■ **WHAT IS NEEDED**:
Nothing in the records below should be altered when they are retyped.
MATERIAL FOR THE TASK: Begin
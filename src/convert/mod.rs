//! MJML to HTML conversion pipeline.
//!
//! A conversion attempt runs the source through three stages:
//! - the empty-input guard, which never reaches the compiler
//! - [`Compiler`]: MJML to HTML, collecting diagnostics
//! - [`HtmlFormatter`]: re-indents the markup, degrading to the raw output on failure
//!
//! [`ConversionWorker`] runs attempts off the UI thread.

mod compiler;
mod format;
mod sample;
mod validate;
mod worker;

use std::sync::Arc;

pub use compiler::{
    CompileError, CompileOptions, CompileOutput, Compiler, MrmlCompiler, ValidationLevel,
    default_fonts,
};
pub use format::{FormatError, FormatOptions, HtmlFormatter, MarkupFormatter, normalize_blank_lines};
pub use sample::DEFAULT_NEWSLETTER;
pub use validate::{UnknownElement, is_registered_element, unknown_elements};
pub use worker::{ConversionWorker, Finished};

/// Shown when a conversion is requested for blank source.
pub const EMPTY_INPUT_MESSAGE: &str = "Please enter MJML code";

/// Used when the compiler fails without a usable message.
pub const FALLBACK_FAILURE_MESSAGE: &str = "Failed to convert MJML";

/// Outcome of one conversion attempt.
#[derive(Debug, Clone, PartialEq, Eq)]
pub enum ConversionResult {
    /// Formatted HTML plus non-fatal diagnostics, in source order.
    Success { html: String, warnings: Vec<String> },
    /// The attempt produced no output.
    Failure { message: String },
}

impl ConversionResult {
    /// The result for blank source.
    pub fn empty_input() -> Self {
        Self::Failure {
            message: EMPTY_INPUT_MESSAGE.to_string(),
        }
    }

    pub const fn is_success(&self) -> bool {
        matches!(self, Self::Success { .. })
    }
}

/// Compiler and formatter bound to the fixed conversion configuration.
#[derive(Clone)]
pub struct Converter {
    compiler: Arc<dyn Compiler>,
    formatter: Arc<dyn HtmlFormatter>,
    options: CompileOptions,
    format_options: FormatOptions,
}

impl Converter {
    /// Create a converter with soft validation and the default web fonts.
    pub fn new(compiler: Arc<dyn Compiler>, formatter: Arc<dyn HtmlFormatter>) -> Self {
        Self {
            compiler,
            formatter,
            options: CompileOptions::default(),
            format_options: FormatOptions::default(),
        }
    }

    /// Override the validation level.
    #[must_use]
    pub fn with_validation(mut self, level: ValidationLevel) -> Self {
        self.options.validation = level;
        self
    }

    pub const fn options(&self) -> &CompileOptions {
        &self.options
    }

    /// Run one conversion attempt.
    ///
    /// Blank source short-circuits to [`EMPTY_INPUT_MESSAGE`]. A compiler
    /// error becomes a failure with its message; a formatter error is logged
    /// and the unformatted markup is returned instead.
    pub fn convert(&self, source: &str) -> ConversionResult {
        if source.trim().is_empty() {
            return ConversionResult::empty_input();
        }

        let output = match self.compiler.compile(source, &self.options) {
            Ok(output) => output,
            Err(err) => {
                tracing::debug!(%err, "mjml compilation failed");
                let message = err.to_string();
                let message = if message.trim().is_empty() {
                    FALLBACK_FAILURE_MESSAGE.to_string()
                } else {
                    message
                };
                return ConversionResult::Failure { message };
            }
        };

        if !output.warnings.is_empty() {
            tracing::debug!(count = output.warnings.len(), "mjml compiled with warnings");
        }

        let html = match self.formatter.format(&output.html, &self.format_options) {
            Ok(formatted) => formatted,
            Err(err) => {
                tracing::warn!(%err, "html formatting failed, using raw compiler output");
                output.html
            }
        };

        ConversionResult::Success {
            html,
            warnings: output.warnings,
        }
    }
}

impl Default for Converter {
    fn default() -> Self {
        Self::new(Arc::new(MrmlCompiler), Arc::new(MarkupFormatter))
    }
}

impl std::fmt::Debug for Converter {
    fn fmt(&self, f: &mut std::fmt::Formatter<'_>) -> std::fmt::Result {
        f.debug_struct("Converter")
            .field("options", &self.options)
            .field("format_options", &self.format_options)
            .finish_non_exhaustive()
    }
}


#[cfg(test)]
mod tests {
    use super::testing::{BrokenFormatter, EchoCompiler, FailingCompiler, IdentityFormatter};
    use super::*;

    fn echo_converter() -> (Arc<EchoCompiler>, Converter) {
        let compiler = Arc::new(EchoCompiler::default());
        let converter = Converter::new(compiler.clone(), Arc::new(IdentityFormatter));
        (compiler, converter)
    }

    #[test]
    fn test_blank_source_never_reaches_compiler() {
        let (compiler, converter) = echo_converter();
        for source in ["", "   ", "\n\t \n"] {
            assert_eq!(converter.convert(source), ConversionResult::empty_input());
        }
        assert_eq!(compiler.call_count(), 0);
    }

    #[test]
    fn test_empty_input_message_is_fixed() {
        let ConversionResult::Failure { message } = ConversionResult::empty_input() else {
            panic!("empty input must be a failure");
        };
        assert_eq!(message, "Please enter MJML code");
    }

    #[test]
    fn test_success_carries_compiler_warnings() {
        let compiler = Arc::new(EchoCompiler::with_warnings(&["first", "second"]));
        let converter = Converter::new(compiler, Arc::new(IdentityFormatter));
        let result = converter.convert("<mjml></mjml>");
        assert_eq!(
            result,
            ConversionResult::Success {
                html: "<table><tr><td><mjml></mjml></td></tr></table>".to_string(),
                warnings: vec!["first".to_string(), "second".to_string()],
            }
        );
    }

    #[test]
    fn test_compiler_error_message_is_surfaced_verbatim() {
        let converter = Converter::new(
            Arc::new(FailingCompiler("unexpected token at position 12")),
            Arc::new(IdentityFormatter),
        );
        assert_eq!(
            converter.convert("<mjml>"),
            ConversionResult::Failure {
                message: "unexpected token at position 12".to_string()
            }
        );
    }

    #[test]
    fn test_compiler_error_without_message_uses_fallback() {
        let converter = Converter::new(Arc::new(FailingCompiler("  ")), Arc::new(IdentityFormatter));
        assert_eq!(
            converter.convert("<mjml>"),
            ConversionResult::Failure {
                message: FALLBACK_FAILURE_MESSAGE.to_string()
            }
        );
    }

    #[test]
    fn test_formatter_failure_degrades_to_raw_output() {
        let converter = Converter::new(Arc::new(EchoCompiler::default()), Arc::new(BrokenFormatter));
        let result = converter.convert("Hello");
        assert_eq!(
            result,
            ConversionResult::Success {
                html: "<table><tr><td>Hello</td></tr></table>".to_string(),
                warnings: Vec::new(),
            }
        );
    }

    #[test]
    fn test_converting_twice_is_idempotent() {
        let (_, converter) = echo_converter();
        let first = converter.convert("<mjml><mj-body /></mjml>");
        let second = converter.convert("<mjml><mj-body /></mjml>");
        assert_eq!(first, second);
    }

    #[test]
    fn test_fixed_options_reach_compiler() {
        let (compiler, converter) = echo_converter();
        converter.convert("<mjml></mjml>");
        let options = compiler
            .last_options
            .lock()
            .unwrap()
            .clone()
            .expect("compiler saw options");
        assert_eq!(options.validation, ValidationLevel::Soft);
        assert!(options.fonts.contains_key("Open Sans"));
        assert!(options.fonts.contains_key("Droid Sans"));
    }

    #[test]
    fn test_with_validation_overrides_level() {
        let (_, converter) = echo_converter();
        let converter = converter.with_validation(ValidationLevel::Strict);
        assert_eq!(converter.options().validation, ValidationLevel::Strict);
    }
}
MATERIAL FOR THE TASK: End
■ **EXERCISE OUTPUT**:
filename src/convert/mod.rs
//! MJML to HTML conversion pipeline.
//!
//! A conversion attempt runs the source through three stages:
//! - the empty-input guard, which never reaches the compiler
//! - [`Compiler`]: MJML to HTML, collecting diagnostics
//! - [`HtmlFormatter`]: re-indents the markup, degrading to the raw output on failure
//!
//! [`ConversionWorker`] runs attempts off the UI thread.

mod compiler;
mod format;
mod sample;
mod validate;
mod worker;

use std::sync::Arc;

pub use compiler::{
    CompileError, CompileOptions, CompileOutput, Compiler, MrmlCompiler, ValidationLevel,
    default_fonts,
};
pub use format::{FormatError, FormatOptions, HtmlFormatter, MarkupFormatter, normalize_blank_lines};
pub use sample::DEFAULT_NEWSLETTER;
pub use validate::{UnknownElement, is_registered_element, unknown_elements};
pub use worker::{ConversionWorker, Finished};

/// Shown when a conversion is requested for blank source.
pub const EMPTY_INPUT_MESSAGE: &str = "Please enter MJML code";

/// Used when the compiler fails without a usable message.
pub const FALLBACK_FAILURE_MESSAGE: &str = "Failed to convert MJML";

/// Outcome of one conversion attempt.
#[derive(Debug, Clone, PartialEq, Eq)]
pub enum ConversionResult {
    /// Formatted HTML plus non-fatal diagnostics, in source order.
    Success { html: String, warnings: Vec<String> },
    /// The attempt produced no output.
    Failure { message: String },
}

impl ConversionResult {
    /// The result for blank source.
    pub fn empty_input() -> Self {
        Self::Failure {
            message: EMPTY_INPUT_MESSAGE.to_string(),
        }
    }

    pub const fn is_success(&self) -> bool {
        matches!(self, Self::Success { .. })
    }
}

/// Compiler and formatter bound to the fixed conversion configuration.
#[derive(Clone)]
pub struct Converter {
    compiler: Arc<dyn Compiler>,
    formatter: Arc<dyn HtmlFormatter>,
    options: CompileOptions,
    format_options: FormatOptions,
}

impl Converter {
    /// Create a converter with soft validation and the default web fonts.
    pub fn new(compiler: Arc<dyn Compiler>, formatter: Arc<dyn HtmlFormatter>) -> Self {
        Self {
            compiler,
            formatter,
            options: CompileOptions::default(),
            format_options: FormatOptions::default(),
        }
    }

    /// Override the validation level.
    #[must_use]
    pub fn with_validation(mut self, level: ValidationLevel) -> Self {
        self.options.validation = level;
        self
    }

    pub const fn options(&self) -> &CompileOptions {
        &self.options
    }

    /// Run one conversion attempt.
    ///
    /// Blank source short-circuits to [`EMPTY_INPUT_MESSAGE`]. A compiler
    /// error becomes a failure with its message; a formatter error is logged
    /// and the unformatted markup is returned instead.
    pub fn convert(&self, source: &str) -> ConversionResult {
        if source.trim().is_empty() {
            return ConversionResult::empty_input();
        }

        let output = match self.compiler.compile(source, &self.options) {
            Ok(output) => output,
            Err(err) => {
                tracing::debug!(%err, "mjml compilation failed");
                let message = err.to_string();
                let message = if message.trim().is_empty() {
                    FALLBACK_FAILURE_MESSAGE.to_string()
                } else {
                    message
                };
                return ConversionResult::Failure { message };
            }
        };

        if !output.warnings.is_empty() {
            tracing::debug!(count = output.warnings.len(), "mjml compiled with warnings");
        }

        let html = match self.formatter.format(&output.html, &self.format_options) {
            Ok(formatted) => formatted,
            Err(err) => {
                tracing::warn!(%err, "html formatting failed, using raw compiler output");
                output.html
            }
        };

        ConversionResult::Success {
            html,
            warnings: output.warnings,
        }
    }
}

impl Default for Converter {
    fn default() -> Self {
        Self::new(Arc::new(MrmlCompiler), Arc::new(MarkupFormatter))
    }
}

impl std::fmt::Debug for Converter {
    fn fmt(&self, f: &mut std::fmt::Formatter<'_>) -> std::fmt::Result {
        f.debug_struct("Converter")
            .field("options", &self.options)
            .field("format_options", &self.format_options)
            .finish_non_exhaustive()
    }
}


#[cfg(test)]
mod tests {
    use super::testing::{BrokenFormatter, EchoCompiler, FailingCompiler, IdentityFormatter};
    use super::*;

    fn echo_converter() -> (Arc<EchoCompiler>, Converter) {
        let compiler = Arc::new(EchoCompiler::default());
        let converter = Converter::new(compiler.clone(), Arc::new(IdentityFormatter));
        (compiler, converter)
    }

    #[test]
    fn test_blank_source_never_reaches_compiler() {
        let (compiler, converter) = echo_converter();
        for source in ["", "   ", "\n\t \n"] {
            assert_eq!(converter.convert(source), ConversionResult::empty_input());
        }
        assert_eq!(compiler.call_count(), 0);
    }

    #[test]
    fn test_empty_input_message_is_fixed() {
        let ConversionResult::Failure { message } = ConversionResult::empty_input() else {
            panic!("empty input must be a failure");
        };
        assert_eq!(message, "Please enter MJML code");
    }

    #[test]
    fn test_success_carries_compiler_warnings() {
        let compiler = Arc::new(EchoCompiler::with_warnings(&["first", "second"]));
        let converter = Converter::new(compiler, Arc::new(IdentityFormatter));
        let result = converter.convert("<mjml></mjml>");
        assert_eq!(
            result,
            ConversionResult::Success {
                html: "<table><tr><td><mjml></mjml></td></tr></table>".to_string(),
                warnings: vec!["first".to_string(), "second".to_string()],
            }
        );
    }

    #[test]
    fn test_compiler_error_message_is_surfaced_verbatim() {
        let converter = Converter::new(
            Arc::new(FailingCompiler("unexpected token at position 12")),
            Arc::new(IdentityFormatter),
        );
        assert_eq!(
            converter.convert("<mjml>"),
            ConversionResult::Failure {
                message: "unexpected token at position 12".to_string()
            }
        );
    }

    #[test]
    fn test_compiler_error_without_message_uses_fallback() {
        let converter = Converter::new(Arc::new(FailingCompiler("  ")), Arc::new(IdentityFormatter));
        assert_eq!(
            converter.convert("<mjml>"),
            ConversionResult::Failure {
                message: FALLBACK_FAILURE_MESSAGE.to_string()
            }
        );
    }

    #[test]
    fn test_formatter_failure_degrades_to_raw_output() {
        let converter = Converter::new(Arc::new(EchoCompiler::default()), Arc::new(BrokenFormatter));
        let result = converter.convert("Hello");
        assert_eq!(
            result,
            ConversionResult::Success {
                html: "<table><tr><td>Hello</td></tr></table>".to_string(),
                warnings: Vec::new(),
            }
        );
    }

    #[test]
    fn test_converting_twice_is_idempotent() {
        let (_, converter) = echo_converter();
        let first = converter.convert("<mjml><mj-body /></mjml>");
        let second = converter.convert("<mjml><mj-body /></mjml>");
        assert_eq!(first, second);
    }

    #[test]
    fn test_fixed_options_reach_compiler() {
        let (compiler, converter) = echo_converter();
        converter.convert("<mjml></mjml>");
        let options = compiler
            .last_options
            .lock()
            .unwrap()
            .clone()
            .expect("compiler saw options");
        assert_eq!(options.validation, ValidationLevel::Soft);
        assert!(options.fonts.contains_key("Open Sans"));
        assert!(options.fonts.contains_key("Droid Sans"));
    }

    #[test]
    fn test_with_validation_overrides_level() {
        let (_, converter) = echo_converter();
        let converter = converter.with_validation(ValidationLevel::Strict);
        assert_eq!(converter.options().validation, ValidationLevel::Strict);
    }
}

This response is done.